◆ **Problem to work on**: From the entries below, copy every line where the string "until" appears.

[Collected data]
□ □ □ □ □ □ □

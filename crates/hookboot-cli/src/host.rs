//! Host end of the control channel.
//!
//! Answers liveness pings from the bootstrap, forwards its log packets into
//! our own diagnostics, and blocks until a terminal notification arrives.

use std::time::Duration;

use hookboot_shared::ipc::ControlHost;
use hookboot_shared::{LogLevel, PacketId};

const POLL_INTERVAL: Duration = Duration::from_millis(10);

/// Terminal state reported by the injected bootstrap.
#[derive(Debug)]
pub enum Outcome {
    /// The entry point was constructed and is running in PID
    Completed(u32),
    /// The bootstrap failed; stage and message as reported
    Failed(u32, String),
}

/// Drive the channel until the bootstrap reports a terminal state.
///
/// There is no deadline: the bootstrap side has none either, and a hung
/// target is the operator's call to interrupt.
pub fn wait_for_outcome(host: &mut ControlHost) -> Outcome {
    loop {
        let Some(packet) = host.pump() else {
            std::thread::sleep(POLL_INTERVAL);
            continue;
        };

        match packet.id() {
            PacketId::Log => {
                let text = packet.message();
                match packet.log_level() {
                    Some(LogLevel::Debug) => tracing::debug!(target: "remote", "{text}"),
                    Some(LogLevel::Warning) => tracing::warn!(target: "remote", "{text}"),
                    Some(LogLevel::Error) => tracing::error!(target: "remote", "{text}"),
                    _ => tracing::info!(target: "remote", "{text}"),
                }
            }
            PacketId::Completed => {
                if let Some(pid) = packet.completed_pid() {
                    return Outcome::Completed(pid);
                }
            }
            PacketId::Failed => {
                if let Some((pid, report)) = packet.failure() {
                    tracing::error!(
                        target: "remote",
                        stage = ?report.stage,
                        detail = %report.detail,
                        "injection failed"
                    );
                    return Outcome::Failed(pid, report.message);
                }
            }
            PacketId::None => {}
        }
    }
}
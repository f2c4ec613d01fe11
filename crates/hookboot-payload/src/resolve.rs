//! User module resolver.
//!
//! Loads the user-supplied module by logical identity first, falling back to
//! its file location. An identity load resolves against the system library
//! search path and wins when the module is deployed to a shared location; a
//! path load is what makes private, unregistered deployments work. Neither
//! subsumes the other, so each failure is only a warning and the conjunction
//! is what aborts the bootstrap.

use hookboot_shared::plugin::EntryTable;
use hookboot_shared::{Error, Result, RemoteInfo};

use crate::session::HostLink;

/// A loaded user module that can surface its entry table.
pub trait EntryModule {
    fn entry_table(&self) -> Result<&'static EntryTable>;
}

/// Loads user modules. Split from the orchestrator so the load strategy is
/// observable in tests.
pub trait ModuleLoader {
    type Module: EntryModule;

    /// Load by logical name through the library search path.
    fn load_by_identity(&self, identity: &str) -> Result<Self::Module>;

    /// Load from a file location.
    fn load_by_path(&self, path: &str) -> Result<Self::Module>;
}

/// Resolve the user module named by the decoded parameters.
///
/// Both attempts are logged, locally and to the host; only both failing is
/// fatal. Which strategy succeeded is invisible to downstream stages.
pub fn resolve_module<L, H>(loader: &L, info: &RemoteInfo, link: &mut H) -> Result<L::Module>
where
    L: ModuleLoader,
    H: HostLink,
{
    if !info.module_identity.is_empty() {
        match loader.load_by_identity(&info.module_identity) {
            Ok(module) => {
                tracing::debug!(identity = %info.module_identity, "loaded module by identity");
                link.comment(&format!("SUCCESS: load({})", info.module_identity));
                return Ok(module);
            }
            Err(e) => {
                tracing::warn!(identity = %info.module_identity, error = %e, "identity load failed");
                link.warn(&format!("FAIL: load({}) - {}", info.module_identity, e));
            }
        }
    }

    match loader.load_by_path(&info.module_path) {
        Ok(module) => {
            tracing::debug!(path = %info.module_path, "loaded module by path");
            link.comment(&format!("SUCCESS: load_from({})", info.module_path));
            Ok(module)
        }
        Err(e) => {
            tracing::warn!(path = %info.module_path, error = %e, "path load failed");
            link.warn(&format!("FAIL: load_from({}) - {}", info.module_path, e));
            Err(Error::ModuleLoad {
                path: info.module_path.clone(),
                identity: info.module_identity.clone(),
            })
        }
    }
}

#[cfg(windows)]
pub use windows_impl::WindowsModuleLoader;

#[cfg(windows)]
mod windows_impl {
    use hookboot_shared::plugin::{EntryTable, EntryTableFn, ENTRY_TABLE_SYMBOL};
    use hookboot_shared::{Error, Result};
    use windows::Win32::Foundation::HMODULE;
    use windows::Win32::System::LibraryLoader::{GetProcAddress, LoadLibraryW};
    use windows::core::{PCSTR, PCWSTR};

    use super::{EntryModule, ModuleLoader};

    /// Production loader backed by the Windows loader.
    pub struct WindowsModuleLoader;

    /// A module mapped into this process.
    ///
    /// The handle is deliberately never freed: once the entry point runs,
    /// hook thunks inside the module may be live for the rest of the
    /// process.
    pub struct WindowsModule {
        handle: HMODULE,
    }

    fn load(name: &str) -> Result<WindowsModule> {
        let wide: Vec<u16> = name.encode_utf16().chain(std::iter::once(0)).collect();
        let handle = unsafe { LoadLibraryW(PCWSTR(wide.as_ptr())) }?;
        Ok(WindowsModule { handle })
    }

    impl ModuleLoader for WindowsModuleLoader {
        type Module = WindowsModule;

        fn load_by_identity(&self, identity: &str) -> Result<Self::Module> {
            load(identity)
        }

        fn load_by_path(&self, path: &str) -> Result<Self::Module> {
            load(path)
        }
    }

    impl EntryModule for WindowsModule {
        fn entry_table(&self) -> Result<&'static EntryTable> {
            let symbol = concat!("hookboot_entry_table", "\0");
            debug_assert_eq!(&symbol[..symbol.len() - 1], ENTRY_TABLE_SYMBOL);

            let proc = unsafe { GetProcAddress(self.handle, PCSTR(symbol.as_ptr())) }
                .ok_or(Error::EntryPointNotFound)?;

            // Same-toolchain plugin contract: the exported accessor returns
            // a static table reference.
            let accessor: EntryTableFn = unsafe { std::mem::transmute(proc) };
            Ok(accessor())
        }
    }
}
//! Target process lookup.

use hookboot_shared::{Error, Result};
use windows::Win32::Foundation::CloseHandle;
use windows::Win32::System::ProcessStatus::{EnumProcesses, GetModuleBaseNameW};
use windows::Win32::System::Threading::{
    OpenProcess, PROCESS_QUERY_INFORMATION, PROCESS_VM_READ,
};

/// Resolve target PID from either --pid or --name
pub fn resolve_target(pid: Option<u32>, name: Option<String>) -> Result<u32> {
    match (pid, name) {
        (Some(p), _) => Ok(p),
        (None, Some(n)) => find_process_by_name(&n),
        (None, None) => Err(Error::Other("Must specify either --pid or --name".into())),
    }
}

/// List (pid, name) for every process we can open.
pub fn list_processes() -> Result<Vec<(u32, String)>> {
    let mut result = Vec::new();
    for_each_process(|pid, name| {
        result.push((pid, name.to_owned()));
        false
    })?;
    Ok(result)
}

/// Find a process by name, returns the PID
pub fn find_process_by_name(name: &str) -> Result<u32> {
    let search_name = name.to_lowercase();
    let search_name_exe = if search_name.ends_with(".exe") {
        search_name.clone()
    } else {
        format!("{}.exe", search_name)
    };

    let mut found = None;
    for_each_process(|pid, proc_name| {
        let lower = proc_name.to_lowercase();
        if lower == search_name || lower == search_name_exe {
            found = Some(pid);
            true
        } else {
            false
        }
    })?;

    found.ok_or_else(|| Error::Other(format!("Process '{}' not found", name)))
}

/// Walk every enumerable process, stopping early when the callback asks to.
fn for_each_process(mut visit: impl FnMut(u32, &str) -> bool) -> Result<()> {
    unsafe {
        let mut pids = [0u32; 4096];
        let mut bytes_returned: u32 = 0;

        EnumProcesses(
            pids.as_mut_ptr(),
            (pids.len() * std::mem::size_of::<u32>()) as u32,
            &mut bytes_returned,
        )?;

        let count = bytes_returned as usize / std::mem::size_of::<u32>();

        for &pid in &pids[..count] {
            if pid == 0 {
                continue;
            }

            if let Ok(process) =
                OpenProcess(PROCESS_QUERY_INFORMATION | PROCESS_VM_READ, false, pid)
            {
                let mut name_buf = [0u16; 260];
                let len = GetModuleBaseNameW(process, None, &mut name_buf);
                let _ = CloseHandle(process);

                if len > 0 {
                    let proc_name = String::from_utf16_lossy(&name_buf[..len as usize]);
                    if visit(pid, &proc_name) {
                        return Ok(());
                    }
                }
            }
        }
    }

    Ok(())
}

□ □ □ □ □ □ □

◆ **Response to this task**:
//! our own diagnostics, and blocks until a terminal notification arrives.
/// Drive the channel until the bootstrap reports a terminal state.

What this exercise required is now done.